Citation : 2025 Latest Caselaw 1917 Ori
Judgement Date : 31 July, 2025
THE HIGH COURT OF ORISSA AT CUTTACK
CRLA No.111 of 2005
(In the matter of an application under Section 374 of the Criminal
Procedure Code, 1973)
Arjun Malik ....... Appellant
-Versus-
State of Odisha ....... Respondent
For the Appellant : Mr. Prasanna Kumar Mishra, Advocate
For the Respondent : Ms. Subhalaxmi Devi, ASC
CORAM:
THE HONOURABLE SHRI JUSTICE SIBO SANKAR MISHRA
Date of Hearing: 15.07.2025 :: Date of Judgment: 31.07.2025
S.S. Mishra, J. The present Criminal Appeal, filed by the appellant
under Sections 374 of the Cr. P.C., is directed against the judgment and
order dated 04.03.2005 passed by the learned Sessions Judge, Keonjhar
in S.T. Case No.160 of 2003, whereby the learned trial Court while
acquitting other accused persons of all the charges and also acquitting the sole appellant in the present case of the charges under Section
302/304B/176/201/34 of I.P.C. read with Section 4 of the D.P. Act, has
convicted the appellant only for the offence under Section 498-A of
I.P.C. On that count, the appellant has been sentenced to undergo R.I. for
two years.
2. Heard Mr. Prasanna Kumar Mishra, learned counsel for the
appellant and Ms. Subhalaxmi Devi, learned Additional Standing
Counsel for the State.
3. The criminal law was set to motion against the accused person on
the basis of an F.I.R. lodged by one Krushna Chandra Dash, the father of
the deceased inter alia alleging therein that his daughter Kabita Dash
(deceased) was given in marriage with the appellant Arjun Mallik and at
the time of marriage, as per the demand Rs.15,000/- and other articles
were given to the accused persons. It is further alleged that after the
marriage, the accused persons demanded further money as dowry and
which the informant could not fulfill, as a result of which, the deceased
was ill-treated by the accused persons. It is further case of the
prosecution that on 20.01.2002, one Sridhar Mallik gave information to
the informant and his family members that their daughter has died and
on receiving such information, the informant along with others went to
the house of the accused persons and enquired about the dead body of
the deceased. Surprisingly, the accused persons told that the dead body
has already been cremated and they have assigned the reasons of death to
be natural.
4. On the basis of such F.I.R., the investigation was carried out and
the police filed charge-sheet for the alleged commission of offences
punishable under Sections 498-A/304-B/302/201/176/201/34 of I.P.C.

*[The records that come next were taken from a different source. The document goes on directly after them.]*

/// An active statement as reported by the debugger for the old document
#[derive(Debug, Clone, PartialEq, Eq)]
pub struct ActiveStatement {
    pub ordinal: usize,
    pub old_span: TextRange,
    pub flags: ActiveStatementFlags,
    /// Derived from the span when absent
    pub statement_part: Option<StatementPart>,
}

impl ActiveStatement {
    pub fn new(ordinal: usize, old_span: TextRange, flags: ActiveStatementFlags) -> Self {
        Self {
            ordinal,
            old_span,
            flags,
            statement_part: None,
        }
    }
}

/// Where an active statement ended up in the new document
#[derive(Debug, Clone, PartialEq, Eq)]
pub struct ActiveStatementRemap {
    pub ordinal: usize,
    /// `None` when the statement's member was deleted
    pub new_span: Option<TextRange>,
    pub statement_part: StatementPart,
    /// Spans of the exception handling regions around the new statement
    pub exception_regions: Vec<TextRange>,
}

/// An active statement resolved to its node in the old tree
#[derive(Debug, Clone, Copy)]
pub(crate) struct LocatedStatement<'t> {
    pub ordinal: usize,
    pub flags: ActiveStatementFlags,
    pub node: NodeRef<'t>,
    pub part: StatementPart,
}

// ============================================================================
// Locating statements
// ============================================================================

/// Nodes an active span can resolve to
fn is_statement_node(node: NodeRef<'_>) -> bool {
    let kind = node.kind();
    kind.is_statement()
        || matches!(
            kind,
            SyntaxKind::VARIABLE_DECLARATOR
                | SyntaxKind::CATCH_CLAUSE
                | SyntaxKind::CATCH_FILTER_CLAUSE
                | SyntaxKind::WHEN_CLAUSE
        )
        || (kind.is_expression() && node.parent().is_some_and(|p| p.kind() == SyntaxKind::FOR_STATEMENT))
        || is_body_root(node)
}
//! Parser error handling module
//!
//! - Categorized error codes for filtering and documentation
//! - Syntax errors with ranges and optional hints

mod codes;
mod error;

pub use codes::ErrorCode;
pub use error::SyntaxError;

read with Section 4 of the D.P. Act. Accordingly, the learned trial Court
framed charge against the appellant and other four family members of
the appellant for the charges as mentioned above.
5. The accused persons took a stance of denial. The accused person
examined one Laxmidhar Mallick, who was cited as a prosecution
witness; however, the prosecution did not produce him. It is also
noteworthy to mention that in the charge-sheet, as many as 17 witnesses
were cited, out of whom, the prosecution has chosen only three witnesses
and not examined many of the witnesses including the Investigating
Officer. Out of them, P.W.1 is the mother of the deceased, P.W.2 is the
cousin of the deceased and P.W.3 is the brother of the deceased. The
prosecution has relied upon the F.I.R. which has been exhibited. In this
case, the Investigating Officer has not been examined.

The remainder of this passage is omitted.